True story:
The other day I was walking around the frame section over at Michael’s, the arts and crafts store, when I saw a woman holding up one of those big paper targets people use for practice at the shooting range.
She was trying to see if it fit in a 24×36 frame.
It had a hand-drawn picture of a guy holding a gun, and there were exactly three frayed holes where the bullets had struck: One was in the right eye. The other two were right through the heart…
Gotta wonder about the rest of her decor.
But it made me think about the fact you don’t have to go very far to see a lot of strange stuff in the world. In fact, take a quick glance through your Facebook feed, and it’s hard not to think we’re basically a bunch of nutballs.
And as photographers, that’s everything.
It’s tempting to chase the shot, trying to get that exotic look with that exotic tone in exotic lands. I’ve seen so many photographers scour the ends of the Earth who won’t spend a second looking around where they are, just to bring back nothing more than postcard pictures.

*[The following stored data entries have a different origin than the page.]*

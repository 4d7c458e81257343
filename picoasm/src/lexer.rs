use std::str::FromStr;

use crate::error::LexError;
use crate::token::{Mnemonic, Position, Spanned, Token};

/// Scans source text into a flat token vector up front. The grammar needs
/// only a single token of lookahead, so a `Vec` plus cursor behaves exactly
/// like the on-demand scanner the grammar describes.
pub struct Lexer<'a> {
    chars: std::iter::Peekable<std::str::Chars<'a>>,
    line: u32,
    column: u32,
}

fn is_ident_start(c: char) -> bool {
    c.is_ascii_alphabetic() || c == '_'
}

fn is_ident_continue(c: char) -> bool {
    c.is_ascii_alphanumeric() || c == '_'
}

impl<'a> Lexer<'a> {
    fn new(src: &'a str) -> Lexer<'a> {
        Lexer {
            chars: src.chars().peekable(),
            line: 1,
            column: 1,
        }
    }

    fn pos(&self) -> Position {
        Position {
            line: self.line,
            column: self.column,
        }
    }

    fn bump(&mut self) -> Option<char> {
        let c = self.chars.next()?;
        if c == '\n' {
            self.line += 1;
            self.column = 1;
        } else {
            self.column += 1;
        }
        Some(c)
    }

    fn peek_char(&mut self) -> Option<char> {
        self.chars.peek().copied()
    }

    fn skip_trivia(&mut self) {
        loop {
            match self.peek_char() {
                Some(c) if c.is_whitespace() => {
                    self.bump();
                }
                Some('|') => {
                    while let Some(c) = self.peek_char() {
                        if c == '\n' {
                            break;
                        }
                        self.bump();
                    }
                }
                _ => break,
            }
        }
    }

    fn take_while<F: Fn(char) -> bool>(&mut self, pred: F) -> String {
        let mut out = String::new();
        while let Some(c) = self.peek_char() {
            if !pred(c) {
                break;
            }
            out.push(c);
            self.bump();
        }
        out
    }

    fn lex_number(&mut self, pos: Position) -> Result<u16, LexError> {
        let text = self.take_while(|c| c.is_ascii_hexdigit());
        let (digits, radix) = match self.peek_char() {
            Some('h') | Some('H') => {
                self.bump();
                (text.as_str(), 16)
            }
            _ => (text.as_str(), 10),
        };

        if digits.is_empty() {
            return Err(LexError::InvalidNumber {
                pos,
                text: digits.to_owned(),
            });
        }

        let value = u32::from_str_radix(digits, radix).map_err(|_| LexError::InvalidNumber {
            pos,
            text: digits.to_owned(),
        })?;

        if value > 0xFFFF {
            return Err(LexError::NumberOutOfRange {
                pos,
                text: digits.to_owned(),
            });
        }

        Ok(value as u16)
    }

    fn lex_identifier(&mut self, pos: Position) -> Result<Spanned<Token>, LexError> {
        let name = self.take_while(is_ident_continue);

        // A colon immediately (modulo whitespace) after the identifier marks
        // a label definition; this takes priority over mnemonic matching.
        let mut lookahead = self.chars.clone();
        loop {
            match lookahead.peek() {
                Some(c) if c.is_whitespace() => {
                    lookahead.next();
                }
                _ => break,
            }
        }
        if lookahead.peek() == Some(&':') {
            self.skip_trivia();
            self.bump(); // ':'
            return Ok(Spanned {
                value: Token::LabelDef(name),
                pos,
            });
        }

        if let Ok(mnemonic) = Mnemonic::from_str(&name.to_uppercase()) {
            return Ok(Spanned {
                value: Token::Mnemonic(mnemonic),
                pos,
            });
        }

        Ok(Spanned {
            value: Token::Identifier(name),
            pos,
        })
    }

    fn lex_string(&mut self, pos: Position) -> Result<Spanned<Token>, LexError> {
        self.bump(); // opening quote
        let mut bytes = Vec::new();
        loop {
            match self.bump() {
                Some('"') => break,
                Some(c) => {
                    let mut buf = [0u8; 4];
                    bytes.extend_from_slice(c.encode_utf8(&mut buf).as_bytes());
                }
                None => return Err(LexError::UnterminatedString { pos }),
            }
        }
        Ok(Spanned {
            value: Token::String(bytes),
            pos,
        })
    }

    fn next_token(&mut self) -> Result<Option<Spanned<Token>>, LexError> {
        self.skip_trivia();
        let pos = self.pos();
        let c = match self.peek_char() {
            Some(c) => c,
            None => return Ok(None),
        };

        let token = match c {
            ';' => {
                self.bump();
                Token::Semicolon
            }
            ',' => {
                self.bump();
                Token::Comma
            }
            '%' => {
                self.bump();
                let start = self.pos();
                let value = self.lex_number(start)?;
                if value > 15 {
                    return Err(LexError::RegisterOutOfRange {
                        pos: start,
                        index: value as u32,
                    });
                }
                Token::Register(value as u8)
            }
            '#' => {
                self.bump();
                Token::Immediate(self.lex_number(pos)?)
            }
            '*' => {
                self.bump();
                Token::DirectDeref(self.lex_number(pos)?)
            }
            '&' => {
                self.bump();
                let name = self.take_while(is_ident_continue);
                Token::LabelRef(name)
            }
            '@' => {
                self.bump();
                let name = self.take_while(is_ident_continue);
                Token::LabelDeref(name)
            }
            '.' => {
                self.bump();
                let name = self.take_while(is_ident_continue);
                Token::Directive(name)
            }
            '"' => return Ok(Some(self.lex_string(pos)?)),
            c if is_ident_start(c) => return Ok(Some(self.lex_identifier(pos)?)),
            other => return Err(LexError::UnexpectedChar { pos, found: other }),
        };

        Ok(Some(Spanned { value: token, pos }))
    }
}

pub fn lex(src: &str) -> Result<Vec<Spanned<Token>>, LexError> {
    let mut lexer = Lexer::new(src);
    let mut tokens = Vec::new();
    while let Some(token) = lexer.next_token()? {
        tokens.push(token);
    }
    tokens.push(Spanned {
        value: Token::Eof,
        pos: lexer.pos(),
    });
    Ok(tokens)
}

Not that there’s anything wrong with travel, but near or far, it’s still the simple curiosities that rule the day.
Curiosity, as in seeing what’s around us, open and fresh. Curiosity as in the strange and wonderful collisions that are everyday existence.
The first photography exercise I ever got was finding a picture within ten feet of wherever you were. At first, it seemed pointless, but the more I tried, the more I realized that a picture isn’t what’s outside of you. It’s your appreciation for what’s outside of you.
You just have to be open to unexpected possibilities.
The thing is, every far off world is someone else’s backyard. And if their backyard is good enough to give you what you need, your backyard is, too.